* **Task directions**:
Once you find the line containing "an LZMA-compressed table.", please retype it and every line after it to the end of the entries, exactly and with nothing added.

═══ Working data ═══

//! Binary containers used by the mod installer.
//!
//! - [`manifest`]: `MD5T` hash manifests describing every file under a game
//!   root (path, size, MD5), stored as an LZMA-compressed table.
//! - [`merge_data`]: `CTMD` containers packing many string-table merge
//!   fragments, each compressed individually behind an offset index.
//!
//! Both are built on the primitives in [`codec`] (magic/version headers,
//! count-prefixed lists, ASCII and UTF-16 strings) and the compression seam in
//! [`compression`].
//!
//! # Example
//!
//! ```no_run
//! use camino::Utf8Path;
//! use m3_container::manifest::HashManifest;
//!
//! # fn main() -> m3_container::Result<()> {
//! let bytes = HashManifest::build(Utf8Path::new("Mass Effect 3"))?;
//! let manifest = HashManifest::decode(&bytes)?;
//! for entry in manifest.entries() {
//!     println!("{} {} {}", entry.path, entry.size, entry.md5_hex());
//! }
//! # Ok(())
//! # }
//! ```

pub mod codec;
pub mod compression;
pub mod error;
pub mod manifest;
pub mod merge_data;
pub mod persist;

pub use compression::{BlockCompressor, Lzma};
pub use error::{ContainerError, Result};
pub use manifest::{HashManifest, ManifestEntry, ManifestOptions, ManifestVerification};
pub use merge_data::{
    build_from_directory, MergeBlobStore, MergeDataVersion, MergeDataWriter, MergeEntryInfo,
};
pub use persist::persist_atomically;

═══

* **Exercise result**:
//!   root (path, size, MD5), stored as an LZMA-compressed table.
//! - [`merge_data`]: `CTMD` containers packing many string-table merge
//!   fragments, each compressed individually behind an offset index.
//!
//! Both are built on the primitives in [`codec`] (magic/version headers,
//! count-prefixed lists, ASCII and UTF-16 strings) and the compression seam in
//! [`compression`].
//!
//! # Example
//!
//! ```no_run
//! use camino::Utf8Path;
//! use m3_container::manifest::HashManifest;
//!
//! # fn main() -> m3_container::Result<()> {
//! let bytes = HashManifest::build(Utf8Path::new("Mass Effect 3"))?;
//! let manifest = HashManifest::decode(&bytes)?;
//! for entry in manifest.entries() {
//!     println!("{} {} {}", entry.path, entry.size, entry.md5_hex());
//! }
//! # Ok(())
//! # }
//! ```

pub mod codec;
pub mod compression;
pub mod error;
pub mod manifest;
pub mod merge_data;
pub mod persist;

pub use compression::{BlockCompressor, Lzma};
pub use error::{ContainerError, Result};
pub use manifest::{HashManifest, ManifestEntry, ManifestOptions, ManifestVerification};
pub use merge_data::{
    build_from_directory, MergeBlobStore, MergeDataVersion, MergeDataWriter, MergeEntryInfo,
};
pub use persist::persist_atomically;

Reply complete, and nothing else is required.